[Available records Boundary: Start]
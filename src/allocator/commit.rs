// SPDX-License-Identifier: Parity-7.0.0 OR PolyForm-Noncommercial-1.0.0

//! The commit pass: allocate, sub-allocate, bind, upload, or roll all of
//! it back.
//!
//! Ordering matters here.  Blocks are allocated first so a heap failure
//! costs nothing to undo (dropping the `Arc<HeapBlock>`s releases the
//! memory).  Non-sparse binds land before sparse ones because they are
//! undone by a local unbind, while sparse rollback must also restore
//! tracker snapshots.  Uploads run last, against fully bound resources.

use std::collections::HashSet;
use std::sync::Arc;

use crate::allocator::BakeError;
use crate::allocator::grouping;
use crate::allocator::intent::{BindingIntent, IntentKind};
use crate::allocator::placement;
use crate::imp;
use crate::memory::{HeapBlock, SubAllocation};
use crate::residency::{BufferTrackerSnapshot, ImageTrackerSnapshot};
use crate::resources::{Device, ResourceId, SparseBuffer, SparseImage};

enum TrackerSnapshot {
    Buffer(Arc<SparseBuffer>, BufferTrackerSnapshot),
    Image(Arc<SparseImage>, ImageTrackerSnapshot),
}

/// Undo everything the bind phase did: unbind applied sparse regions on
/// the device, restore the trackers, then clear non-sparse backings.
/// Unbind errors are swallowed; rollback is best-effort on the device side
/// and exact on the tracker side.
fn roll_back(
    intents: &[BindingIntent],
    bound_nonsparse: &[usize],
    applied_sparse: &[usize],
    snapshots: Vec<TrackerSnapshot>,
) {
    for &index in applied_sparse.iter().rev() {
        match &intents[index].kind {
            IntentKind::SparseBufferRegion { buffer, offset, size } => {
                let _ = buffer.apply_binding(*offset, *size, None);
            }
            IntentKind::SparseImageRegion { image, key } => {
                let _ = image.apply_region(key, None);
            }
            IntentKind::SparseMipTail { image, key } => {
                let _ = image.apply_mip_tail(key, None);
            }
            IntentKind::Buffer(_) | IntentKind::Image(_) => {}
        }
    }
    for snapshot in snapshots {
        match snapshot {
            TrackerSnapshot::Buffer(buffer, state) => buffer.restore(state),
            TrackerSnapshot::Image(image, state) => image.restore(state),
        }
    }
    for &index in bound_nonsparse.iter().rev() {
        match &intents[index].kind {
            IntentKind::Buffer(buffer) => buffer.clear_backing(),
            IntentKind::Image(image) => image.clear_backing(),
            _ => {}
        }
    }
}

pub(crate) fn run(
    device: &Arc<Device>,
    intents: Vec<BindingIntent>,
    debug_label: &str,
) -> Result<(), BakeError> {
    let table = device.memory_type_table();
    let groups = grouping::group_intents(table, &intents)?;

    // Phase 1: one block per group.  Walk the candidate types, falling
    // back on heap exhaustion.  A failure here needs no cleanup beyond
    // dropping what was already allocated.
    let mut blocks: Vec<Arc<HeapBlock>> = Vec::with_capacity(groups.len());
    for (group_index, group) in groups.iter().enumerate() {
        let size = placement::block_size(&intents, group);
        let block = 'alloc: {
            let mut last = None;
            for type_index in placement::candidate_types(table, group) {
                match device.imp().allocate_memory(type_index, size, group.dedicated) {
                    Ok(memory) => {
                        break 'alloc HeapBlock::new(
                            memory,
                            type_index,
                            table.type_at(type_index).features,
                            size,
                            group.dedicated,
                            format!("{debug_label} block {group_index}"),
                        );
                    }
                    Err(e) if e.is_out_of_memory() => last = Some(e),
                    Err(e) => return Err(BakeError::AllocationFailed { size, source: e }),
                }
            }
            match last {
                Some(source) => return Err(BakeError::AllocationFailed { size, source }),
                // grouping guarantees a non-empty candidate list
                None => {
                    return Err(BakeError::BindFailed {
                        detail: format!("group {group_index} had no candidate memory type"),
                    });
                }
            }
        };
        blocks.push(block);
    }

    // Phase 2: carve each block up in intent order.
    let mut subs: Vec<Option<SubAllocation>> = (0..intents.len()).map(|_| None).collect();
    for (group, block) in groups.iter().zip(&blocks) {
        for &index in &group.intents {
            let intent = &intents[index];
            let Some(sub) = block.suballocate(intent.size, intent.alignment) else {
                debug_assert!(false, "block sized by the plan cannot overflow");
                return Err(BakeError::BindFailed {
                    detail: format!(
                        "sub-allocation of {}+{} overflowed a {}-byte block",
                        intent.size,
                        intent.alignment,
                        block.size()
                    ),
                });
            };
            subs[index] = Some(sub);
        }
    }

    let mut bound_nonsparse: Vec<usize> = Vec::new();
    let mut applied_sparse: Vec<usize> = Vec::new();

    // Phase 3: snapshot each sparse tracker we are about to touch, once.
    let mut snapshots: Vec<TrackerSnapshot> = Vec::new();
    let mut snapshotted: HashSet<ResourceId> = HashSet::new();
    for intent in &intents {
        if !intent.is_sparse() || !snapshotted.insert(intent.resource) {
            continue;
        }
        match &intent.kind {
            IntentKind::SparseBufferRegion { buffer, .. } => {
                snapshots.push(TrackerSnapshot::Buffer(buffer.clone(), buffer.snapshot()));
            }
            IntentKind::SparseImageRegion { image, .. }
            | IntentKind::SparseMipTail { image, .. } => {
                snapshots.push(TrackerSnapshot::Image(image.clone(), image.snapshot()));
            }
            IntentKind::Buffer(_) | IntentKind::Image(_) => {}
        }
    }

    // Phase 4: bind.  Non-sparse binds are issued one by one; sparse binds
    // are staged into a single batch, submitted to the sparse queue once,
    // then recorded tracker by tracker.
    let mut sparse_batch = imp::SparseBindBatch::new();
    let mut staged_sparse: Vec<usize> = Vec::new();
    for (index, intent) in intents.iter().enumerate() {
        // every intent received a sub-allocation in phase 2
        let Some(sub) = subs[index].clone() else {
            roll_back(&intents, &bound_nonsparse, &applied_sparse, snapshots);
            return Err(BakeError::BindFailed {
                detail: format!("intent {index} missed sub-allocation"),
            });
        };
        let target = (sub.block.clone(), sub.offset);
        let result = match &intent.kind {
            IntentKind::Buffer(buffer) => {
                buffer
                    .raw()
                    .bind_memory(sub.block.memory(), sub.offset)
                    .map(|()| {
                        buffer.install_backing(sub.clone());
                        bound_nonsparse.push(index);
                    })
                    .map_err(|e| e.to_string())
            }
            IntentKind::Image(image) => {
                image
                    .raw()
                    .bind_memory(sub.block.memory(), sub.offset)
                    .map(|()| {
                        image.install_backing(sub.clone());
                        bound_nonsparse.push(index);
                    })
                    .map_err(|e| e.to_string())
            }
            IntentKind::SparseBufferRegion { buffer, offset, size } => buffer
                .stage_binding(&mut sparse_batch, *offset, *size, Some(&target))
                .map(|()| staged_sparse.push(index))
                .map_err(|e| e.to_string()),
            IntentKind::SparseImageRegion { image, key } => image
                .stage_region(&mut sparse_batch, key, Some(&target))
                .map(|()| staged_sparse.push(index))
                .map_err(|e| e.to_string()),
            IntentKind::SparseMipTail { image, key } => image
                .stage_mip_tail(&mut sparse_batch, key, Some(&target))
                .map(|()| staged_sparse.push(index))
                .map_err(|e| e.to_string()),
        };
        if let Err(detail) = result {
            roll_back(&intents, &bound_nonsparse, &applied_sparse, snapshots);
            return Err(BakeError::BindFailed { detail });
        }
    }
    if !sparse_batch.is_empty() {
        let submitted = device
            .sparse_queue()
            .map_err(|e| e.to_string())
            .and_then(|queue| {
                queue
                    .bind_sparse_and_wait(&sparse_batch)
                    .map_err(|e| e.to_string())
            });
        // on failure no tracker recorded anything; the snapshots undo the
        // rest
        if let Err(detail) = submitted {
            roll_back(&intents, &bound_nonsparse, &applied_sparse, snapshots);
            return Err(BakeError::BindFailed { detail });
        }
        for &index in &staged_sparse {
            let Some(sub) = subs[index].clone() else { continue };
            let target = Some((sub.block.clone(), sub.offset));
            match &intents[index].kind {
                IntentKind::SparseBufferRegion { buffer, offset, size } => {
                    let _ = buffer.record_binding(*offset, *size, target);
                }
                IntentKind::SparseImageRegion { image, key } => {
                    let _ = image.record_region(key, target);
                }
                IntentKind::SparseMipTail { image, key } => {
                    let _ = image.record_mip_tail(key, target);
                }
                IntentKind::Buffer(_) | IntentKind::Image(_) => {}
            }
            applied_sparse.push(index);
        }
    }

    // Phase 5: initial data, now that everything is bound.
    for intent in &intents {
        let Some(data) = &intent.data else { continue };
        let upload = match &intent.kind {
            IntentKind::Buffer(buffer) => buffer.write(&data.bytes, data.offset),
            IntentKind::Image(image) => {
                let extent = image.descriptor().extent;
                image.write_texels(0, 0, [0, 0, 0], extent, &data.bytes)
            }
            // sparse intents never carry initial data
            _ => Ok(()),
        };
        if let Err(source) = upload {
            roll_back(&intents, &bound_nonsparse, &applied_sparse, snapshots);
            return Err(BakeError::InitialUploadFailed { source });
        }
    }
    Ok(())
}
[Available records Boundary: End]
■ What needs to be done
Whenever a line of the records above contains the word "once", it counts toward the total; give that total alone.

■ Output for this exercise
2